Here are a few things to think about when looking at a renting a house in New Jersey:
1. Check out the neighborhood both in day and night time
Most people come to view a potential rental property during the day time. While the environment can look OK, at night time things can be very different. It is definitely worth checking the neighborhood out both in day and night. In daytime watch out for heavy traffic flows near the property in peak hours. At night time, check out how safe it feels. Some areas look fine in the day but at night, turn into a haven for unsavory characters. You can always ask the neighbors how safe the area is at night. Another question for them is to ask about the incidence of burglaries or problems. Also, you can ask if kids go trick and treating much in the neighborhood. If the answer is yes, then that is likely a very good sign that the neighborhood isn’t too disreputable..
I can still remember looking at rental places when we first arrived. You are already saturated with the strangeness of the whole relocation concept. When everything about the area is so foreign, it is very easy to miss those telltale signs that perhaps things around the neighborhood mightn’t be the same at night. Honestly, we were so busy looking at the houses themselves, we just didn’t think about that. After all, it’s hard to know what to expect when you’ve never really lived in this country before. Luckily we had temporary housing given to us up front, so choosing the rental property came after we got to know the area. We were so lucky.

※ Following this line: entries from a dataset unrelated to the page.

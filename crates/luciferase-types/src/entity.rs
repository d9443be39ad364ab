//! Entity identity and the per-entity bookkeeping the index maintains.

use serde::{Deserialize, Serialize};
use smallvec::SmallVec;
use std::hash::Hash;

/// Opaque handle to an inserted entity. Entity ids are caller-assigned
/// (typically a dense counter or an external id mapped 1:1); the index never
/// allocates them itself.
#[derive(Debug, Clone, Copy, PartialEq, Eq, PartialOrd, Ord, Hash, Serialize, Deserialize)]
pub struct EntityId(pub u64);

impl EntityId {
    #[must_use]
    pub const fn new(id: u64) -> Self {
        Self(id)
    }

    #[must_use]
    pub const fn get(self) -> u64 {
        self.0
    }
}

impl std::fmt::Display for EntityId {
    fn fmt(&self, f: &mut std::fmt::Formatter<'_>) -> std::fmt::Result {
        write!(f, "entity#{}", self.0)
    }
}

/// Inline set sized for the common case (an entity lives in one node). Spans
/// a handful of nodes before falling back to heap storage, matching the
/// "spanning entity" edge case which is the exception rather than the rule.
pub type LocationSet<K> = SmallVec<[K; 4]>;

/// A record of where an entity currently lives.
///
/// Invariant: `locations` equals the exact set of node keys whose node
/// contains this entity's id (§3 Entity record).
#[derive(Debug, Clone)]
pub struct EntityRecord<K, B> {
    pub id: EntityId,
    pub position: crate::vec3::Vec3f,
    pub bounds: Option<B>,
    pub locations: LocationSet<K>,
}

impl<K: PartialEq + Clone, B> EntityRecord<K, B> {
    #[must_use]
    pub fn new(id: EntityId, position: crate::vec3::Vec3f, bounds: Option<B>) -> Self {
        Self {
            id,
            position,
            bounds,
            locations: LocationSet::new(),
        }
    }

    pub fn add_location(&mut self, key: K) {
        if !self.locations.iter().any(|k| *k == key) {
            self.locations.push(key);
        }
    }

    pub fn remove_location(&mut self, key: &K) {
        self.locations.retain(|k| k != key);
    }

    #[must_use]
    pub fn is_spanning(&self) -> bool {
        self.locations.len() > 1
    }
}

2. Check out how many trees there are on the property
NJ has a beautiful fall season but when the trees lose their leaves, there is a lot of raking to be done. If you are too busy to do the raking, you can always get some gardening help in but you will probably need to pay for this yourself. During storms, these trees can present a serious hazard, depending on how old or securely tethered they are in the ground. Having just experienced Hurricane Sandy here in NJ, there are a number of properties that ended up with trees down, and obviously this can endanger people in the houses nearby. It’s an important factor to be aware of when looking at renting a house in New Jersey where trees are so common.
3. Ask about flooding in the basement
Nearly all houses in NJ have basements below the ground level. Some basements are very well renovated and used as part of the living space for family rooms, offices etc. Others are less finished but are still very useful for storage and often where the laundry is located. So you should definitely check these out as part of your house inspection. Regardless of how finished the basement is, these can be prone to mould through dampness and flooding in some cases. Check what the ventilation is like, and if a dehumidifier is provided by the landlord. Ask the landlord if flooding ever occurs and in this situation, what steps they will take to fix this problem.

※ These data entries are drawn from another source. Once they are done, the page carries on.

//! §8 scenario 4: while a partition recovers, the operation barrier stays
//! paused through REDISTRIBUTING, REBALANCING and VALIDATING, and
//! `resume()` fires exactly once on success.

use std::sync::atomic::{AtomicU32, Ordering};
use std::sync::Arc;

use luciferase_error::Result;
use luciferase_fault::FaultDetector;
use luciferase_forest::PartitionTopology;
use luciferase_recovery::{
    AlertSink, Balancer, FailureProbe, GhostValidationSource, OperationBarrier, RecoveryOrchestrator,
    RedistributionStrategy,
};
use luciferase_types::{FaultToleranceConfig, ManualTimeSource, PartitionId};
use uuid::Uuid;

struct AlwaysFails;
impl FailureProbe for AlwaysFails {
    fn confirm_failure(&self, _partition_id: PartitionId) -> bool {
        true
    }
}

struct PausedDuring {
    barrier: Arc<OperationBarrier>,
    paused_observations: Arc<AtomicU32>,
}
impl RedistributionStrategy for PausedDuring {
    fn name(&self) -> &str {
        "spatial-proximity"
    }
    fn redistribute(&self, _partition_id: PartitionId) -> Result<()> {
        if self.barrier.try_begin_operation().is_none() {
            self.paused_observations.fetch_add(1, Ordering::SeqCst);
        }
        Ok(())
    }
}
impl Balancer for PausedDuring {
    fn rebalance(&self, _partition_id: PartitionId) -> Result<()> {
        if self.barrier.try_begin_operation().is_none() {
            self.paused_observations.fetch_add(1, Ordering::SeqCst);
        }
        Ok(())
    }
}
impl GhostValidationSource for PausedDuring {
    fn validate(&self) -> Result<()> {
        if self.barrier.try_begin_operation().is_none() {
            self.paused_observations.fetch_add(1, Ordering::SeqCst);
        }
        Ok(())
    }
}

struct NoAlert;
impl AlertSink for NoAlert {
    fn alert(&self, _message: &str) {}
}

#[test]
fn barrier_stays_paused_through_every_recovery_phase() {
    let clock = ManualTimeSource::shared();
    let config = FaultToleranceConfig::default();
    let detector = Arc::new(FaultDetector::new(clock.clone(), config));
    let topology = Arc::new(PartitionTopology::new());
    let barrier = Arc::new(OperationBarrier::new());

    let partition_b = Uuid::new_v4();
    topology.register(partition_b, 0).unwrap();
    topology.register(Uuid::new_v4(), 1).unwrap();
    topology.register(Uuid::new_v4(), 2).unwrap();
    detector.report_barrier_timeout(partition_b);
    detector.report_barrier_timeout(partition_b);
    clock.advance(2000);
    detector.check_timeouts();

    let paused_observations = Arc::new(AtomicU32::new(0));
    let collaborator = Arc::new(PausedDuring {
        barrier: barrier.clone(),
        paused_observations: paused_observations.clone(),
    });

    let orchestrator = RecoveryOrchestrator::new(
        config,
        detector.clone(),
        topology,
        barrier.clone(),
        Arc::new(AlwaysFails),
        collaborator.clone(),
        collaborator.clone(),
        collaborator,
        Some(Arc::new(NoAlert)),
    );

    let resumed_before = !barrier.is_paused();
    assert!(resumed_before);
    let result = orchestrator.recover(partition_b);

    assert!(result.success);
    assert_eq!(result.attempts_needed, 1);
    assert_eq!(paused_observations.load(Ordering::SeqCst), 3, "barrier must read paused in all three phases");
    assert!(!barrier.is_paused(), "resume() must run exactly once, leaving the barrier open");
    assert_eq!(detector.check_health(partition_b), luciferase_types::PartitionStatus::Healthy);
}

You may be able to tell if flooding has occurred previously by water level marks on the walls in the basement. Other signs are if the basement has a strong damp/mouldy smell. A giveaway sign though is if the gas heater, washing machine or dryer are positioned high off the ground e.g. on blocks or bricks. Also check if you are in a flood-prone region which should be avoided wherever possible. While mild flooding can occur widely during a big storm, some areas are very flood-prone and suffer more serious problems, more frequently.
4. Ask about the average costs of utilities such as electricity & gas
Both winter and summer in NJ can have temperature extremes, so your utility bills may be higher than what you anticipate. Heating costs may be high e.g. if the house in question is large and has centralized heating that cannot be controlled by room. Also look at the air-conditioning installed. If it is a central–ducted version and you have a large house, you may also find the cost pretty high. Ask the landlord, realtor or neighbors what costs are like.
These are just a few things to think about which apply whether you are renting or purchasing a property. What other things can you suggest that may be useful to add to this list for assessing rental houses?